Originally posted by patch70
If you take two random people of the same race, the chances are that they will be more different than if you compare an average white and an average black person.
You make some good points that I was about to make, but you beat me to the punch. Another example of how little genetic diversity there is among races is highlighted by the following: there is more genetic diversity among members of ones own, immediate family (i.e., brothers and sisters) than there is between the gene pools of any two races. To say that people of different races should not interbreed certainly has little scientific merit.
In the following statement, Memphman confuses culture with race. Culture is learned; race is a matter of DNA.
Originally posted by Memphmann
If you want to keep your race healthy. No matter what race it is. Inter mixing just loses a bit of race culture every generation.
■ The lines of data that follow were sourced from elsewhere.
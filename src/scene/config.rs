use std::collections::BTreeMap;
use std::fs::File;
use std::io::BufReader;
use std::path::{Path, PathBuf};

use anyhow::Context;
use serde::{Deserialize, Serialize};

use crate::calibration::store::CalibrationStore;
use crate::calibration::transform::{LayerDefaults, LayerTransform, ScaleBounds};
use crate::composite::compositor::{CompositorOpts, LayerCompositor};
use crate::composite::geometry::{FitPolicy, VerticalAnchor};
use crate::composite::layer::{LayerKind, LayerSpec, SeamBlend, validate_layers};
use crate::foundation::color::ColorDef;
use crate::foundation::error::{CompositeError, CompositeResult};
use crate::keying::classify::{ColorClassifier, KeyRule};
use crate::keying::keyer::KeyerOpts;
use crate::runtime::render_loop::CanvasSizing;
use crate::sources::frame::FrameSource;
use crate::sources::registry::SourceRegistry;
use crate::sources::sequence::FrameSequence;
use crate::sources::still::ImageAsset;

/// Playback rate used for frame directories given without an explicit rate.
pub const DEFAULT_SEQUENCE_FPS: f64 = 25.0;

/// Where a layer's pixels come from when the scene is loaded from disk.
///
/// Relative paths resolve against the directory holding the scene file.
#[derive(Clone, Debug, PartialEq, Serialize, Deserialize)]
#[serde(tag = "type", rename_all = "snake_case")]
pub enum SourceDef {
    /// A single still image.
    Image {
        /// Image file.
        path: PathBuf,
    },
    /// A directory of frames played as a clip.
    Sequence {
        /// Directory of numbered frames.
        dir: PathBuf,
        /// Playback rate.
        #[serde(default = "default_fps")]
        fps: f64,
        /// Wrap at the end.
        #[serde(default = "default_true")]
        looping: bool,
    },
}

fn default_fps() -> f64 {
    DEFAULT_SEQUENCE_FPS
}

fn default_true() -> bool {
    true
}

impl SourceDef {
    /// Pick `Image` or `Sequence` from what `path` points at.
    pub fn infer(path: impl Into<PathBuf>) -> Self {
        let path = path.into();
        if path.is_dir() {
            Self::Sequence {
                dir: path,
                fps: DEFAULT_SEQUENCE_FPS,
                looping: true,
            }
        } else {
            Self::Image { path }
        }
    }

    /// Decode the source.
    pub fn load(&self, base_dir: &Path) -> CompositeResult<Box<dyn FrameSource>> {
        let src: Box<dyn FrameSource> = match self {
            Self::Image { path } => Box::new(ImageAsset::from_path(&base_dir.join(path))?),
            Self::Sequence { dir, fps, looping } => {
                let seq = FrameSequence::from_dir(&base_dir.join(dir), *fps)?;
                if seq.is_empty() {
                    return Err(CompositeError::source(format!(
                        "frame directory '{}' holds no images",
                        dir.display()
                    )));
                }
                Box::new(seq.with_looping(*looping))
            }
        };
        Ok(src)
    }
}

/// One layer of the scene, bottom to top.
#[derive(Clone, Debug, PartialEq, Serialize, Deserialize)]
pub struct SceneLayer {
    /// Layer name; also the calibration key.
    pub name: String,
    /// Raw or keyed.
    #[serde(default)]
    pub kind: LayerKind,
    /// How the source is fitted into the canvas.
    #[serde(default)]
    pub fit: FitPolicy,
    /// Vertical placement of the fitted rectangle.
    #[serde(default)]
    pub anchor: VerticalAnchor,
    /// Frames wait until this layer's source is ready.
    #[serde(default = "default_true")]
    pub required: bool,
    /// Plays while the avatar talks and pauses when it stops.
    #[serde(default)]
    pub talking_sync: bool,
    /// Transform before any calibration is loaded.
    #[serde(default)]
    pub defaults: LayerTransform,
    /// Allowed scale range.
    #[serde(default)]
    pub scale_bounds: ScaleBounds,
    /// Pixel source, if the scene provides one.
    #[serde(default, skip_serializing_if = "Option::is_none")]
    pub source: Option<SourceDef>,
}

impl SceneLayer {
    /// Draw-order entry for the compositor.
    pub fn spec(&self) -> LayerSpec {
        LayerSpec {
            name: self.name.clone(),
            kind: self.kind,
            fit: self.fit,
            anchor: self.anchor,
            required: self.required,
        }
    }

    /// Calibration defaults for this layer.
    pub fn layer_defaults(&self) -> LayerDefaults {
        LayerDefaults {
            transform: self.defaults,
            scale_bounds: self.scale_bounds,
        }
    }
}

/// Keying pass threading.
#[derive(Clone, Copy, Debug, Default, PartialEq, Eq, Serialize, Deserialize)]
#[serde(default)]
pub struct KeyingDef {
    /// Key rows in parallel.
    pub parallel: bool,
    /// Worker threads; `None` uses rayon's default.
    pub threads: Option<usize>,
}

/// Everything needed to assemble a compositor, its sources, and its calibration.
#[derive(Clone, Debug, PartialEq, Serialize, Deserialize)]
pub struct SceneConfig {
    /// Canvas fill under every layer.
    #[serde(default)]
    pub background: ColorDef,
    /// Backdrop classification rule for the keyed layer.
    #[serde(default)]
    pub key: KeyRule,
    /// Fade at the keyed layer's bottom edge.
    #[serde(default)]
    pub seam: SeamBlend,
    /// Canvas sizing policy.
    #[serde(default)]
    pub canvas: CanvasSizing,
    /// Keying pass threading.
    #[serde(default)]
    pub keying: KeyingDef,
    /// Layers, bottom to top.
    pub layers: Vec<SceneLayer>,
}

impl SceneConfig {
    /// Parse a scene from a JSON reader.
    pub fn from_reader<R: std::io::Read>(r: R) -> CompositeResult<Self> {
        serde_json::from_reader(r)
            .map_err(|e| CompositeError::validation(format!("parse scene JSON: {e}")))
    }

    /// Parse a scene from a JSON file on disk.
    #[tracing::instrument(level = "debug", skip_all, fields(path = %path.as_ref().display()))]
    pub fn from_path(path: impl AsRef<Path>) -> CompositeResult<Self> {
        let path = path.as_ref();
        let f = File::open(path).map_err(|e| {
            CompositeError::validation(format!("open scene JSON '{}': {e}", path.display()))
        })?;
        Self::from_reader(BufReader::new(f))
    }

    /// Write the scene as pretty JSON.
    pub fn write_path(&self, path: impl AsRef<Path>) -> CompositeResult<()> {
        let path = path.as_ref();
        let mut json =
            serde_json::to_string_pretty(self).map_err(|e| CompositeError::serde(e.to_string()))?;
        json.push('\n');
        if let Some(dir) = path.parent()
            && !dir.as_os_str().is_empty()
        {
            std::fs::create_dir_all(dir)
                .with_context(|| format!("create scene dir '{}'", dir.display()))?;
        }
        std::fs::write(path, json).with_context(|| format!("write scene '{}'", path.display()))?;
        Ok(())
    }

    /// The kiosk layout: pre-recorded legs below, keyed live head on top.
    ///
    /// The head shows its source from 28% down, which drops the backdrop above the shoulders.
    pub fn default_scene() -> Self {
        Self {
            background: ColorDef::default(),
            key: KeyRule::default(),
            seam: SeamBlend::default(),
            canvas: CanvasSizing::default(),
            keying: KeyingDef::default(),
            layers: vec![
                SceneLayer {
                    name: "legs".to_owned(),
                    kind: LayerKind::Raw,
                    fit: FitPolicy::Contain,
                    anchor: VerticalAnchor::Bottom,
                    required: true,
                    talking_sync: true,
                    defaults: LayerTransform::default(),
                    scale_bounds: ScaleBounds { min: 0.5, max: 2.0 },
                    source: None,
                },
                SceneLayer {
                    name: "head".to_owned(),
                    kind: LayerKind::Keyed,
                    fit: FitPolicy::FillWidth,
                    anchor: VerticalAnchor::Top,
                    required: true,
                    talking_sync: false,
                    defaults: LayerTransform {
                        crop_top: 0.28,
                        crop_height: 0.72,
                        ..LayerTransform::default()
                    },
                    scale_bounds: ScaleBounds::default(),
                    source: None,
                },
            ],
        }
    }

    /// Check layer order, rule parameters, sizing, and per-layer defaults.
    pub fn validate(&self) -> CompositeResult<()> {
        if self.layers.is_empty() {
            return Err(CompositeError::validation("scene must declare at least one layer"));
        }
        validate_layers(&self.layer_specs())?;
        self.key.validate()?;
        self.canvas.validate()?;
        let c = self.background;
        if ![c.r, c.g, c.b, c.a].iter().all(|v| v.is_finite()) {
            return Err(CompositeError::validation("background color must be finite"));
        }
        if !self.seam.height_px.is_finite() || self.seam.height_px < 0.0 {
            return Err(CompositeError::validation(
                "seam height_px must be finite and >= 0",
            ));
        }
        if self.keying.threads == Some(0) {
            return Err(CompositeError::validation("keying threads must be > 0"));
        }
        for l in &self.layers {
            l.layer_defaults().validate().map_err(|e| {
                CompositeError::validation(format!("layer '{}': {e}", l.name))
            })?;
            if let Some(SourceDef::Sequence { fps, .. }) = &l.source
                && (!fps.is_finite() || *fps <= 0.0)
            {
                return Err(CompositeError::validation(format!(
                    "layer '{}': sequence fps must be finite and > 0",
                    l.name
                )));
            }
        }
        Ok(())
    }

    /// Look up a layer by name.
    pub fn layer(&self, name: &str) -> Option<&SceneLayer> {
        self.layers.iter().find(|l| l.name == name)
    }

    /// Draw order for the compositor.
    pub fn layer_specs(&self) -> Vec<LayerSpec> {
        self.layers.iter().map(SceneLayer::spec).collect()
    }

    /// Compositor options derived from the scene.
    pub fn compositor_opts(&self) -> CompositorOpts {
        CompositorOpts {
            background: self.background.to_rgba8_premul(),
            seam: self.seam,
            keyer: KeyerOpts {
                parallel: self.keying.parallel,
                threads: self.keying.threads,
            },
        }
    }

    /// Validate, then build the compositor.
    #[tracing::instrument(level = "debug", skip_all, fields(layers = self.layers.len()))]
    pub fn build_compositor(&self) -> CompositeResult<LayerCompositor> {
        self.validate()?;
        LayerCompositor::new(
            self.layer_specs(),
            ColorClassifier::new(self.key),
            &self.compositor_opts(),
        )
    }

    /// Calibration store seeded with every layer's defaults.
    pub fn calibration_store(&self) -> CalibrationStore {
        CalibrationStore::new(
            self.layers
                .iter()
                .map(|l| (l.name.clone(), l.layer_defaults())),
        )
    }

    /// Load each layer's source. `overrides` replaces the scene's source for a layer.
    ///
    /// Layers with neither are left unbound; a required one keeps the loop waiting.
    pub fn build_sources(
        &self,
        base_dir: &Path,
        overrides: &BTreeMap<String, SourceDef>,
    ) -> CompositeResult<SourceRegistry> {
        for name in overrides.keys() {
            if self.layer(name).is_none() {
                return Err(CompositeError::validation(format!(
                    "source given for unknown layer '{name}'"
                )));
            }
        }

        let mut reg = SourceRegistry::new();
        for l in &self.layers {
            let Some(def) = overrides.get(&l.name).or(l.source.as_ref()) else {
                tracing::debug!(layer = %l.name, "layer has no source");
                continue;
            };
            let src = def
                .load(base_dir)
                .map_err(|e| CompositeError::source(format!("layer '{}': {e}", l.name)))?;
            if l.talking_sync {
                reg.insert_talking_synced(l.name.clone(), src);
            } else {
                reg.insert(l.name.clone(), src);
            }
        }
        Ok(reg)
    }
}

#[cfg(test)]
#[path = "../../tests/unit/scene/config.rs"]
mod tests;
The above is a fallacy. Keeping your race healthy means not subjecting the gene pool to forces which are counter to its survival. Interbreeding from one race to another does no such thing. Losing race culture, on the other hand, is a matter of communication and learning. It has nothing whatsoever to do with the gene pool. This is why an eskimo raised with a black family in Brooklyn, New York will have the mannerisms, gestures and speech, including accent, of the black family, not the eskimos in Alaska. I have seen this, and this is only one example. I have seen many such examples of culture being learned from members of one race to another race. With improvements in communications and the internet world wide, I suspect there will be less localization of cultures and a broader, more mainstream culture worldwide. And what's wrong with that? People can choose to accept or reject what they like from any culture around the globe because we can expose ourselves to such influences much more easily now than we could only 30 years ago. We don't have to limit our learning to our regional location or to our race.